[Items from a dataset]
=======

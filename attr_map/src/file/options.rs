//! Options accepted by the file loader.

use std::fmt;
use std::path::Path;
use std::str::FromStr;
use std::sync::Arc;

use serde_json::Value as JsonValue;

use crate::{AttrError, AttrResult, SequenceKind};

/// A pluggable decoder: turns a file's text into a JSON value.
///
/// The path is passed for context only; the decoder must not read it.
pub type Decoder = Arc<dyn Fn(&Path, &str) -> AttrResult<JsonValue> + Send + Sync>;

/// Built-in document formats.
#[derive(Debug, Clone, Copy, PartialEq, Eq, Hash, Default)]
pub enum Format {
    /// JSON, the fallback for unrecognised extensions.
    #[default]
    Json,
    /// JSON5. Requires the `json5` feature.
    Json5,
    /// TOML. Requires the `toml` feature.
    Toml,
    /// YAML 1.2 with strict booleans. Requires the `yaml` feature.
    Yaml,
}

impl Format {
    /// Pick a format from the file extension, case-insensitively. Unknown
    /// or missing extensions fall back to JSON.
    #[must_use]
    pub fn from_path(path: &Path) -> Self {
        let ext = path
            .extension()
            .and_then(|e| e.to_str())
            .map(str::to_ascii_lowercase);
        match ext.as_deref() {
            Some("json5") => Self::Json5,
            Some("toml") => Self::Toml,
            Some("yaml" | "yml") => Self::Yaml,
            _ => Self::Json,
        }
    }

    /// Lower-case name of the format.
    #[must_use]
    pub const fn name(self) -> &'static str {
        match self {
            Self::Json => "json",
            Self::Json5 => "json5",
            Self::Toml => "toml",
            Self::Yaml => "yaml",
        }
    }
}

impl fmt::Display for Format {
    fn fmt(&self, f: &mut fmt::Formatter<'_>) -> fmt::Result {
        f.write_str(self.name())
    }
}

impl FromStr for Format {
    type Err = AttrError;

    fn from_str(s: &str) -> Result<Self, Self::Err> {
        match s.to_ascii_lowercase().as_str() {
            "json" => Ok(Self::Json),
            "json5" => Ok(Self::Json5),
            "toml" => Ok(Self::Toml),
            "yaml" | "yml" => Ok(Self::Yaml),
            other => Err(AttrError::InvalidOption {
                name: "format".to_owned(),
                message: format!("unknown format '{other}'"),
            }),
        }
    }
}

/// Names accepted by [`LoadOptions::from_options`].
const KNOWN_OPTIONS: &[&str] = &["format", "sequence_type"];

/// How [`crate::load`] decodes files and configures its result.
///
/// # Examples
///
/// ```
/// use attr_map::{Format, LoadOptions, SequenceKind};
/// use serde_json::json;
///
/// let options = LoadOptions::from_options([
///     ("format", json!("json")),
///     ("sequence_type", json!("list")),
/// ])?;
/// assert_eq!(options.format, Some(Format::Json));
/// assert_eq!(options.sequence_type, Some(SequenceKind::List));
///
/// let err = LoadOptions::from_options([("colour", json!(true))]).unwrap_err();
/// assert_eq!(err.to_string(), "unknown load option(s): colour");
/// # Ok::<_, attr_map::AttrError>(())
/// ```
#[derive(Clone)]
pub struct LoadOptions {
    /// Custom decoder used for every file. Takes precedence over
    /// [`LoadOptions::format`].
    pub decoder: Option<Decoder>,
    /// Container sequences are rebuilt into by the loaded wrapper.
    pub sequence_type: Option<SequenceKind>,
    /// Format used for every file. `None` picks one per file from its
    /// extension.
    pub format: Option<Format>,
}

impl Default for LoadOptions {
    fn default() -> Self {
        Self {
            decoder: None,
            sequence_type: Some(SequenceKind::Tuple),
            format: None,
        }
    }
}

impl fmt::Debug for LoadOptions {
    fn fmt(&self, f: &mut fmt::Formatter<'_>) -> fmt::Result {
        f.debug_struct("LoadOptions")
            .field("decoder", &self.decoder.as_ref().map(|_| "<decoder>"))
            .field("sequence_type", &self.sequence_type)
            .field("format", &self.format)
            .finish()
    }
}

impl LoadOptions {
    /// Default options: per-extension formats, tuples for sequences.
    #[must_use]
    pub fn new() -> Self {
        Self::default()
    }

    /// Decode every file with `decoder`.
    #[must_use]
    pub fn with_decoder<F>(mut self, decoder: F) -> Self
    where
        F: Fn(&Path, &str) -> AttrResult<JsonValue> + Send + Sync + 'static,
    {
        self.decoder = Some(Arc::new(decoder));
        self
    }

    /// Replace the container sequences are rebuilt into.
    #[must_use]
    pub fn with_sequence_type(mut self, sequence_type: Option<SequenceKind>) -> Self {
        self.sequence_type = sequence_type;
        self
    }

    /// Decode every file as `format`, whatever its extension.
    #[must_use]
    pub fn with_format(mut self, format: Format) -> Self {
        self.format = Some(format);
        self
    }

    /// Build options from loosely typed name/value pairs.
    ///
    /// Recognised names are `format` (a format name) and `sequence_type`
    /// (`"list"`, `"tuple"` or `null`). Decoders can only be installed
    /// with [`LoadOptions::with_decoder`].
    ///
    /// # Errors
    ///
    /// Returns [`AttrError::UnknownOptions`] listing every unrecognised name
    /// before looking at any value, or [`AttrError::InvalidOption`] for a
    /// recognised name with an unusable value.
    pub fn from_options<I, K>(options: I) -> AttrResult<Self>
    where
        I: IntoIterator<Item = (K, JsonValue)>,
        K: Into<String>,
    {
        let options: Vec<(String, JsonValue)> = options
            .into_iter()
            .map(|(name, value)| (name.into(), value))
            .collect();

        let mut unknown: Vec<String> = options
            .iter()
            .filter(|(name, _)| !KNOWN_OPTIONS.contains(&name.as_str()))
            .map(|(name, _)| name.clone())
            .collect();
        if !unknown.is_empty() {
            unknown.sort();
            unknown.dedup();
            return Err(AttrError::UnknownOptions { names: unknown });
        }

        let mut result = Self::default();
        for (name, value) in options {
            match name.as_str() {
                "format" => result.format = Some(parse_format(&value)?),
                _ => result.sequence_type = parse_sequence_type(&value)?,
            }
        }
        Ok(result)
    }
}

fn invalid(name: &str, message: impl Into<String>) -> AttrError {
    AttrError::InvalidOption {
        name: name.to_owned(),
        message: message.into(),
    }
}

fn parse_format(value: &JsonValue) -> AttrResult<Format> {
    value
        .as_str()
        .ok_or_else(|| invalid("format", format!("expected a string, found {value}")))?
        .parse()
}

fn parse_sequence_type(value: &JsonValue) -> AttrResult<Option<SequenceKind>> {
    match value {
        JsonValue::Null => Ok(None),
        JsonValue::String(kind) if kind == "list" => Ok(Some(SequenceKind::List)),
        JsonValue::String(kind) if kind == "tuple" => Ok(Some(SequenceKind::Tuple)),
        other => Err(invalid(
            "sequence_type",
            format!("expected \"list\", \"tuple\" or null, found {other}"),
        )),
    }
}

=======

◆ WHAT TO PRODUCE ◆
Letter for letter, copy all of the entries above.

◆ RESULT OF THE TASK ◆
filename attr_map/src/file/options.rs
//! Options accepted by the file loader.

use std::fmt;
use std::path::Path;
use std::str::FromStr;
use std::sync::Arc;

use serde_json::Value as JsonValue;

use crate::{AttrError, AttrResult, SequenceKind};

/// A pluggable decoder: turns a file's text into a JSON value.
///
/// The path is passed for context only; the decoder must not read it.
pub type Decoder = Arc<dyn Fn(&Path, &str) -> AttrResult<JsonValue> + Send + Sync>;

/// Built-in document formats.
#[derive(Debug, Clone, Copy, PartialEq, Eq, Hash, Default)]
pub enum Format {
    /// JSON, the fallback for unrecognised extensions.
    #[default]
    Json,
    /// JSON5. Requires the `json5` feature.
    Json5,
    /// TOML. Requires the `toml` feature.
    Toml,
    /// YAML 1.2 with strict booleans. Requires the `yaml` feature.
    Yaml,
}

impl Format {
    /// Pick a format from the file extension, case-insensitively. Unknown
    /// or missing extensions fall back to JSON.
    #[must_use]
    pub fn from_path(path: &Path) -> Self {
        let ext = path
            .extension()
            .and_then(|e| e.to_str())
            .map(str::to_ascii_lowercase);
        match ext.as_deref() {
            Some("json5") => Self::Json5,
            Some("toml") => Self::Toml,
            Some("yaml" | "yml") => Self::Yaml,
            _ => Self::Json,
        }
    }

    /// Lower-case name of the format.
    #[must_use]
    pub const fn name(self) -> &'static str {
        match self {
            Self::Json => "json",
            Self::Json5 => "json5",
            Self::Toml => "toml",
            Self::Yaml => "yaml",
        }
    }
}

impl fmt::Display for Format {
    fn fmt(&self, f: &mut fmt::Formatter<'_>) -> fmt::Result {
        f.write_str(self.name())
    }
}

impl FromStr for Format {
    type Err = AttrError;

    fn from_str(s: &str) -> Result<Self, Self::Err> {
        match s.to_ascii_lowercase().as_str() {
            "json" => Ok(Self::Json),
            "json5" => Ok(Self::Json5),
            "toml" => Ok(Self::Toml),
            "yaml" | "yml" => Ok(Self::Yaml),
            other => Err(AttrError::InvalidOption {
                name: "format".to_owned(),
                message: format!("unknown format '{other}'"),
            }),
        }
    }
}

/// Names accepted by [`LoadOptions::from_options`].
const KNOWN_OPTIONS: &[&str] = &["format", "sequence_type"];

/// How [`crate::load`] decodes files and configures its result.
///
/// # Examples
///
/// ```
/// use attr_map::{Format, LoadOptions, SequenceKind};
/// use serde_json::json;
///
/// let options = LoadOptions::from_options([
///     ("format", json!("json")),
///     ("sequence_type", json!("list")),
/// ])?;
/// assert_eq!(options.format, Some(Format::Json));
/// assert_eq!(options.sequence_type, Some(SequenceKind::List));
///
/// let err = LoadOptions::from_options([("colour", json!(true))]).unwrap_err();
/// assert_eq!(err.to_string(), "unknown load option(s): colour");
/// # Ok::<_, attr_map::AttrError>(())
/// ```
#[derive(Clone)]
pub struct LoadOptions {
    /// Custom decoder used for every file. Takes precedence over
    /// [`LoadOptions::format`].
    pub decoder: Option<Decoder>,
    /// Container sequences are rebuilt into by the loaded wrapper.
    pub sequence_type: Option<SequenceKind>,
    /// Format used for every file. `None` picks one per file from its
    /// extension.
    pub format: Option<Format>,
}

impl Default for LoadOptions {
    fn default() -> Self {
        Self {
            decoder: None,
            sequence_type: Some(SequenceKind::Tuple),
            format: None,
        }
    }
}

impl fmt::Debug for LoadOptions {
    fn fmt(&self, f: &mut fmt::Formatter<'_>) -> fmt::Result {
        f.debug_struct("LoadOptions")
            .field("decoder", &self.decoder.as_ref().map(|_| "<decoder>"))
            .field("sequence_type", &self.sequence_type)
            .field("format", &self.format)
            .finish()
    }
}

impl LoadOptions {
    /// Default options: per-extension formats, tuples for sequences.
    #[must_use]
    pub fn new() -> Self {
        Self::default()
    }

    /// Decode every file with `decoder`.
    #[must_use]
    pub fn with_decoder<F>(mut self, decoder: F) -> Self
    where
        F: Fn(&Path, &str) -> AttrResult<JsonValue> + Send + Sync + 'static,
    {
        self.decoder = Some(Arc::new(decoder));
        self
    }

    /// Replace the container sequences are rebuilt into.
    #[must_use]
    pub fn with_sequence_type(mut self, sequence_type: Option<SequenceKind>) -> Self {
        self.sequence_type = sequence_type;
        self
    }

    /// Decode every file as `format`, whatever its extension.
    #[must_use]
    pub fn with_format(mut self, format: Format) -> Self {
        self.format = Some(format);
        self
    }

    /// Build options from loosely typed name/value pairs.
    ///
    /// Recognised names are `format` (a format name) and `sequence_type`
    /// (`"list"`, `"tuple"` or `null`). Decoders can only be installed
    /// with [`LoadOptions::with_decoder`].
    ///
    /// # Errors
    ///
    /// Returns [`AttrError::UnknownOptions`] listing every unrecognised name
    /// before looking at any value, or [`AttrError::InvalidOption`] for a
    /// recognised name with an unusable value.
    pub fn from_options<I, K>(options: I) -> AttrResult<Self>
    where
        I: IntoIterator<Item = (K, JsonValue)>,
        K: Into<String>,
    {
        let options: Vec<(String, JsonValue)> = options
            .into_iter()
            .map(|(name, value)| (name.into(), value))
            .collect();

        let mut unknown: Vec<String> = options
            .iter()
            .filter(|(name, _)| !KNOWN_OPTIONS.contains(&name.as_str()))
            .map(|(name, _)| name.clone())
            .collect();
        if !unknown.is_empty() {
            unknown.sort();
            unknown.dedup();
            return Err(AttrError::UnknownOptions { names: unknown });
        }

        let mut result = Self::default();
        for (name, value) in options {
            match name.as_str() {
                "format" => result.format = Some(parse_format(&value)?),
                _ => result.sequence_type = parse_sequence_type(&value)?,
            }
        }
        Ok(result)
    }
}

fn invalid(name: &str, message: impl Into<String>) -> AttrError {
    AttrError::InvalidOption {
        name: name.to_owned(),
        message: message.into(),
    }
}

fn parse_format(value: &JsonValue) -> AttrResult<Format> {
    value
        .as_str()
        .ok_or_else(|| invalid("format", format!("expected a string, found {value}")))?
        .parse()
}

fn parse_sequence_type(value: &JsonValue) -> AttrResult<Option<SequenceKind>> {
    match value {
        JsonValue::Null => Ok(None),
        JsonValue::String(kind) if kind == "list" => Ok(Some(SequenceKind::List)),
        JsonValue::String(kind) if kind == "tuple" => Ok(Some(SequenceKind::Tuple)),
        other => Err(invalid(
            "sequence_type",
            format!("expected \"list\", \"tuple\" or null, found {other}"),
        )),
    }
}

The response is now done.